Rayelan Allan ra@xxxx.com
Apr 12

to me
The threat is at the bottom.

Raye

On 4/11/12 11:30 PM, "Morgan Gell" <morgangell@yahoo.com> wrote:
>OK "Goddess"! (The queen of shit for brains.)
>Birds of a feather get sued together, you moronic stick F****!
>I can not sue you for being a psychopath moron like Melinda, but I have
>so much more than that to sue you for.
>
>See you in Fedreal Court soon.
>
>Jay Gell
>
>
>
I don't need to tell you, probably,  Raye never heard from him on any of these bogus charges and innuendos.  

Email to Morgan - Melinda

Morgan had told me a hearing was scheduled at the Shelby court for this day.  I waited to hear what had happened but she never called and did not respond to my email.  A frightening pattern was forming but I could not even consider what it meant. 

Please call me

Melinda Pillsbury-Foster
3/11/11

to Morgan
The court must be closed now.  Mom

NOTE:  After lying to me for months about the heroic efforts Jay was making on my behalf I learned by calling the court he had never filed anything to help me.  The clerk of the court checked their county and all surrounding counties, finding nothing filed.  Morgan had claimed he drove through the snow before Christmas to file and then a series of excuses for delay were used over the next months.  Then the email above when she stopped answering the phone. 

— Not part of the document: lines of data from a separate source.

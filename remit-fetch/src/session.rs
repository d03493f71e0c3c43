//! Session lifecycle: login, logout, profile refresh, and expiry.

use std::sync::Arc;

use remit_core::{LoginRequest, RawUser, SessionStore, UserProfile};
use remit_store::AuthContext;
use tokio::sync::broadcast;
use tokio::sync::broadcast::error::RecvError;
use tokio::task::JoinHandle;
use tracing::{debug, info, instrument, warn};

use crate::client::ApiClient;
use crate::error::ApiError;

/// Route of the login screen.
pub const LOGIN_ROUTE: &str = "/login";

/// Route the shell navigates to after the session expired.
pub const EXPIRED_REDIRECT: &str = "/login?expired=true";

// ============================================================================
// Session Events
// ============================================================================

/// Signals published by the API client.
#[derive(Debug, Clone, PartialEq, Eq)]
pub enum SessionEvent {
    /// The gateway answered 401 on a protected path. Stored credentials
    /// have already been cleared.
    Expired {
        /// Path of the rejected request.
        path: String,
    },
}

impl SessionEvent {
    /// Returns where the shell should navigate.
    pub fn redirect_target(&self) -> &'static str {
        match self {
            SessionEvent::Expired { .. } => EXPIRED_REDIRECT,
        }
    }

    /// Returns the navigation target from `current_route`, or `None` if
    /// the shell is already on the login screen.
    pub fn redirect_from(&self, current_route: &str) -> Option<&'static str> {
        let route = current_route.split(['?', '#']).next().unwrap_or_default();
        if route.trim_end_matches('/') == LOGIN_ROUTE {
            None
        } else {
            Some(self.redirect_target())
        }
    }
}

/// Resets `auth` whenever the client reports an expired session.
///
/// The task ends when the client (and with it the event channel) is
/// dropped.
pub fn watch_expiry(
    mut events: broadcast::Receiver<SessionEvent>,
    auth: Arc<AuthContext>,
) -> JoinHandle<()> {
    tokio::spawn(async move {
        loop {
            match events.recv().await {
                Ok(SessionEvent::Expired { path }) => {
                    debug!(path = %path, "Expiring auth context");
                    auth.expire();
                }
                Err(RecvError::Lagged(skipped)) => {
                    warn!(skipped = skipped, "Missed session events");
                    auth.expire();
                }
                Err(RecvError::Closed) => break,
            }
        }
    })
}

// ============================================================================
// Flows
// ============================================================================

/// Signs in, stores token and user, and publishes the profile.
///
/// If the login response omits the user it is fetched from `/users/me`.
///
/// # Errors
///
/// Returns the gateway error; nothing is stored on failure.
#[instrument(skip_all)]
pub async fn login(
    client: &ApiClient,
    auth: &AuthContext,
    credentials: &LoginRequest,
) -> Result<UserProfile, ApiError> {
    let response = client.auth().login(credentials).await?;
    let Some(token) = response.token() else {
        return Err(ApiError::Decode("login response carried no token".into()));
    };

    let store = client.session_store();
    store.set_token(Some(token));

    let raw = match response.user {
        Some(user) => user,
        None => match client.users().me().await {
            Ok(user) => user,
            Err(e) => {
                store.clear();
                return Err(e);
            }
        },
    };

    let profile = publish(client, auth, &raw);
    info!(label = %profile.account_label, "Signed in");
    Ok(profile)
}

/// Clears stored credentials and signs the context out.
pub fn logout(client: &ApiClient, auth: &AuthContext) {
    client.session_store().clear();
    auth.set_user(None);
    info!("Signed out");
}

/// Re-fetches the current user and republishes the profile.
///
/// # Errors
///
/// Returns the gateway error. A 401 has already cleared the session.
pub async fn refresh_profile(client: &ApiClient, auth: &AuthContext) -> Result<UserProfile, ApiError> {
    let raw = client.users().me().await?;
    Ok(publish(client, auth, &raw))
}

fn publish(client: &ApiClient, auth: &AuthContext, raw: &RawUser) -> UserProfile {
    client.session_store().set_user(Some(raw));
    let profile = UserProfile::from_raw(raw);
    auth.set_user(Some(profile.clone()));
    profile
}

#[cfg(test)]
mod tests {
    use super::*;

    fn expired() -> SessionEvent {
        SessionEvent::Expired {
            path: "/wallets".into(),
        }
    }

    #[test]
    fn test_redirect_target() {
        assert_eq!(expired().redirect_target(), "/login?expired=true");
    }

    #[test]
    fn test_no_redirect_when_already_on_login() {
        assert_eq!(expired().redirect_from("/login"), None);
        assert_eq!(expired().redirect_from("/login?expired=true"), None);
        assert_eq!(expired().redirect_from("/wallets"), Some(EXPIRED_REDIRECT));
        assert_eq!(expired().redirect_from("/login-help"), Some(EXPIRED_REDIRECT));
    }

    #[tokio::test]
    async fn test_watch_expiry_resets_context() {
        let (tx, rx) = broadcast::channel(4);
        let auth = Arc::new(AuthContext::new());
        auth.set_user(Some(UserProfile::from_raw(&RawUser::named("Ada"))));

        let handle = watch_expiry(rx, Arc::clone(&auth));
        let mut state = auth.subscribe();

        tx.send(expired()).unwrap();
        state.changed().await.unwrap();
        assert!(!auth.is_authenticated());

        drop(tx);
        handle.await.unwrap();
    }
}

The Power of Attorney I gave him was used ONLY to obtain papers which the two of them hoped to use in trade with Green Hills and Craig (Incest Porn) Franklin.  

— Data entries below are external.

//! CLI command implementations.

pub mod auth;
pub mod config;
pub mod device;
pub mod forex;
pub mod payments;
pub mod prefs;
pub mod wallets;

use std::io::{BufRead, Write};

use anyhow::{Context, Result};

/// Reads one line from stdin after printing `prompt` to stderr.
pub(crate) fn prompt_line(prompt: &str) -> Result<String> {
    eprint!("{prompt}");
    std::io::stderr().flush()?;

    let mut line = String::new();
    std::io::stdin()
        .lock()
        .read_line(&mut line)
        .context("Failed to read from stdin")?;
    Ok(line.trim_end_matches(['\r', '\n']).to_string())
}

/// Returns `value` or prompts for it.
pub(crate) fn value_or_prompt(value: Option<&String>, prompt: &str) -> Result<String> {
    match value {
        Some(value) => Ok(value.clone()),
        None => prompt_line(prompt),
    }
}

They then tried to tell third parties they had not promised to help me with the Green Hills issue, only with my taxes.  Jay then claimed to have saved me money in unpaid taxes.  This was a provable lie.  To have done this he would have had to send the IRS the power of attorney, which would have been kept in permanent records by the IRS.  There was no record and no change in what I owed.  

He did, however, order me to file IRS complaints against others as part of what he said was his 'strategy.'  This was, in retrospect, done for no purpose but to case ill-will between me and people Craig was paying, most of these were women he was paying for sex and failing to report. 

You can't actually say Jay was practicing law without a license  - it was more like being first defrauded, conned, and then emotionally assaulted.  But I understand he did the same to his own mother, so this is probably his standard operating procedure.